The Monetary Policy Committee has been commended for acting boldly and cutting the rate by a further 1% to help ease the financial burden on South Africans during the lockdown period.
“I think it was a timeous decision and I applaud the committee for taking such proactive measures to help consumers and small businesses survive within the current circumstances,” says Adrian Goslett, chief executive of Re/Max of Southern Africa. Although the decision will have negative consequences for the Rand, he believes the upside benefits outweigh the downside risks that the cut poses for our economy.
“The immediate relief this decision provides to both consumers and businesses is exactly what our country needed at this time.” He notes, however, that South Africans would be wise to use the interest rate cut to pay off debt as quickly as possible.
“If you can afford to do so, keep your repayments at the same value before the cut...If you cannot afford to do this then use the money you save on interest charges to avoid purchasing items on credit and getting yourself into further debt.”
Richard Gray, chief executive of Harcourts South Africa also welcomed the decision to bring the interest rate down to 4.25% as it makes buying a home more affordable. It also boosts consumer confidence which translates into increased economic activity in these uncertain times.
“The man on the street is certainly bearing the brunt of an economy under serious pressure and as the long term affects remain unclear at this point this announcement today will help many consumers breathe a sigh of relief and help mitigate the ominous situation we face from a financial perspective.”
The cut also means that the prime lending rate has dropped from 8.75% to 7.5%, notes Mike Greeff, chief executive of Greeff Christie’s International Real Estate.
“This is unprecedented and is certainly a response to Covid-19 as a cut in repo rate is necessary to mitigate the effects the virus has had on the economy. It is also seen as a necessary means to try and restore the economy once the lockdown has been lifted.”
It will be somewhat easier for South Africans to qualify and pay off their home loans, once things return to normalcy, he says. “The decision to cut the repo rate by a further 1% shows us the seriousness of the virus’ effects on the economy and the earnest efforts the Reserve Bank is making to ensure that our economy keeps going.”

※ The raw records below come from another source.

//! Integration tests for Vitrine.
//!
//! # Running Tests
//!
//! ```bash
//! cargo test -p vitrine-integration-tests
//! ```
//!
//! # Test Categories
//!
//! - `catalog_cache` - Coalescing, TTL, invalidation against a fake source
//! - `cart_sync` - Cross-tab sync and namespace isolation over shared storage
//! - `http_api` - The axum router driven with `tower::ServiceExt::oneshot`
//!
//! Nothing here needs a database or network: the catalog source is
//! [`FakeCatalog`] and storage is the in-memory backend.

#![allow(clippy::unwrap_used, clippy::missing_panics_doc)]

use std::sync::atomic::{AtomicBool, AtomicUsize, Ordering};
use std::sync::{Arc, Mutex};
use std::time::Duration;

use async_trait::async_trait;
use axum::Router;
use axum::body::Body;
use axum::http::{Method, Request, StatusCode};
use secrecy::SecretString;
use serde_json::Value;
use tokio::sync::Notify;
use tower::ServiceExt;
use url::Url;
use vitrine_core::Product;
use vitrine_storefront::backend::BackendClient;
use vitrine_storefront::catalog::{CatalogError, CatalogOptions, CatalogSource, ChangeFeed};
use vitrine_storefront::config::{BackendConfig, StorefrontConfig};
use vitrine_storefront::middleware::{DEVICE_ID_HEADER, TAB_ID_HEADER, USER_ID_HEADER};
use vitrine_storefront::state::AppState;
use vitrine_storefront::storage::MemoryBackend;

/// Checkout phone used by [`test_config`].
pub const TEST_PHONE: &str = "5511999990000";

/// Catalog source serving a fixed product list, counting fetches.
pub struct FakeCatalog {
    fetches: AtomicUsize,
    products: Mutex<Vec<Product>>,
    gate: Option<Arc<Notify>>,
    fail: AtomicBool,
}

impl FakeCatalog {
    #[must_use]
    pub fn new(products: Vec<Product>) -> Self {
        Self {
            fetches: AtomicUsize::new(0),
            products: Mutex::new(products),
            gate: None,
            fail: AtomicBool::new(false),
        }
    }

    /// A source whose fetches wait for `gate` to be notified.
    #[must_use]
    pub fn gated(products: Vec<Product>, gate: Arc<Notify>) -> Self {
        Self {
            gate: Some(gate),
            ..Self::new(products)
        }
    }

    #[must_use]
    pub fn fetches(&self) -> usize {
        self.fetches.load(Ordering::SeqCst)
    }

    pub fn set_failing(&self, fail: bool) {
        self.fail.store(fail, Ordering::SeqCst);
    }

    pub fn set_products(&self, products: Vec<Product>) {
        *self.products.lock().unwrap() = products;
    }
}

#[async_trait]
impl CatalogSource for FakeCatalog {
    async fn fetch_products(&self) -> Result<Vec<Product>, CatalogError> {
        self.fetches.fetch_add(1, Ordering::SeqCst);
        if let Some(gate) = &self.gate {
            gate.notified().await;
        }
        if self.fail.load(Ordering::SeqCst) {
            return Err(CatalogError::Source("backend unavailable".to_string()));
        }
        Ok(self.products.lock().unwrap().clone())
    }
}

/// A visible, active, in-stock product.
#[must_use]
pub fn product(id: &str, brand: &str) -> Product {
    serde_json::from_value(serde_json::json!({
        "id": id,
        "name": format!("Relógio {id}"),
        "brand": brand,
        "price": "R$ 1.000,00",
        "image": format!("https://cdn.test/{id}.jpg"),
        "stock_quantity": 3,
        "category": "pulso",
    }))
    .unwrap()
}

/// A small catalog covering every storefront view.
#[must_use]
pub fn sample_catalog() -> Vec<Product> {
    let mut featured = product("w1", "Omega");
    featured.is_featured = true;

    let mut on_sale = product("w2", "Omega");
    on_sale.original_price = Some("R$ 1.500,00".to_string());

    let mut sold_out = product("w3", "Rolex");
    sold_out.stock_quantity = Some(0);

    let mut fresh = product("w4", "Tissot");
    fresh.badges = vec!["Novo".to_string()];

    let mut hidden = product("w5", "Omega");
    hidden.is_visible = false;

    vec![featured, on_sale, sold_out, fresh, hidden]
}

/// Configuration that never reaches a real backend.
#[must_use]
pub fn test_config() -> StorefrontConfig {
    StorefrontConfig {
        database_url: None,
        host: "127.0.0.1".parse().unwrap(),
        port: 0,
        backend: BackendConfig {
            url: Url::parse("http://127.0.0.1:9").unwrap(),
            anon_key: SecretString::from("test-anon-key"),
        },
        whatsapp_phone: TEST_PHONE.to_string(),
        catalog: CatalogOptions::default(),
        cart_persist_debounce: Duration::from_millis(300),
        sentry_dsn: None,
        sentry_environment: None,
        sentry_sample_rate: 1.0,
        sentry_traces_sample_rate: 0.0,
    }
}

/// Application state over `source` and fresh in-memory storage.
#[must_use]
pub fn test_state(source: Arc<FakeCatalog>) -> AppState {
    let config = test_config();
    let feed = ChangeFeed::new();
    let backend = BackendClient::new(&config.backend, feed.clone());
    AppState::from_parts(
        config,
        source,
        backend,
        Arc::new(MemoryBackend::new()),
        feed,
    )
}

/// Identifies one browser tab for cart and favorites requests.
#[derive(Debug, Clone)]
pub struct TabHeaders {
    pub device: String,
    pub tab: String,
    pub user: Option<String>,
}

impl TabHeaders {
    #[must_use]
    pub fn new(device: &str, tab: &str) -> Self {
        Self {
            device: device.to_string(),
            tab: tab.to_string(),
            user: None,
        }
    }

    #[must_use]
    pub fn signed_in(mut self, user: &str) -> Self {
        self.user = Some(user.to_string());
        self
    }
}

/// Build a request, optionally addressed to a tab and carrying JSON.
#[must_use]
pub fn request(method: Method, uri: &str, tab: Option<&TabHeaders>, body: Option<Value>) -> Request<Body> {
    let mut builder = Request::builder().method(method).uri(uri);

    if let Some(tab) = tab {
        builder = builder
            .header(DEVICE_ID_HEADER, &tab.device)
            .header(TAB_ID_HEADER, &tab.tab);
        if let Some(user) = &tab.user {
            builder = builder.header(USER_ID_HEADER, user);
        }
    }

    match body {
        Some(json) => builder
            .header("content-type", "application/json")
            .body(Body::from(json.to_string()))
            .unwrap(),
        None => builder.body(Body::empty()).unwrap(),
    }
}

/// Send `request` through `app`; returns the status and the JSON body
/// (`Value::Null` when the body is not JSON).
pub async fn send(app: &Router, request: Request<Body>) -> (StatusCode, Value) {
    let response = app.clone().oneshot(request).await.unwrap();
    let status = response.status();
    let bytes = axum::body::to_bytes(response.into_body(), usize::MAX)
        .await
        .unwrap();
    let json = serde_json::from_slice(&bytes).unwrap_or(Value::Null);
    (status, json)
}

The decision was also applauded by Samuel Seeff, chairman of the Seeff Property Group., who says it is “absolutely necessary” for the economy and property market. It also takes the interest rate to a new historic low.
“Together with the previous cut, this is vital for when the country comes out of the Covid-19 Lockdown and the recovery starts.” He says the two rate cuts provide a saving of about 20% for property buyers and is a significant boost for demand, adding that he expects the property market to emerge from the lockdown with a level of pent-up demand, mainly in the primary residential market to around R1.5 million.
While acknowledging that the rate cut will not offset the negative effects total income loss for those not able to work from home or designated as essential workers, Andrew Golding, chief executive of the Pam Golding Property group, the MPC’s move will help ease the pressures on the residential housing market. It will assist those with mortgages or seeking finance to acquire a home.
“From a property perspective, it is hoped that part of the easing of lockdown restrictions will include reopening or at least partial reopening of the Deeds Office which will enable transfers to be processed regarding successfully concluded sales transactions, which would aid indebted, distressed sellers already severely impacted by the current economic recession.
“Furthermore, the freezing of the property industry, which is currently in limbo to a large degree, means that government is precluded from receiving much-needed revenue from transfer duty, which is a significant contributor to SARS.”
FNB chief executive says the SARB is taking “bold steps” in “extraordinary circumstances” to shield people and businesses from the impact of a world-wide pandemic.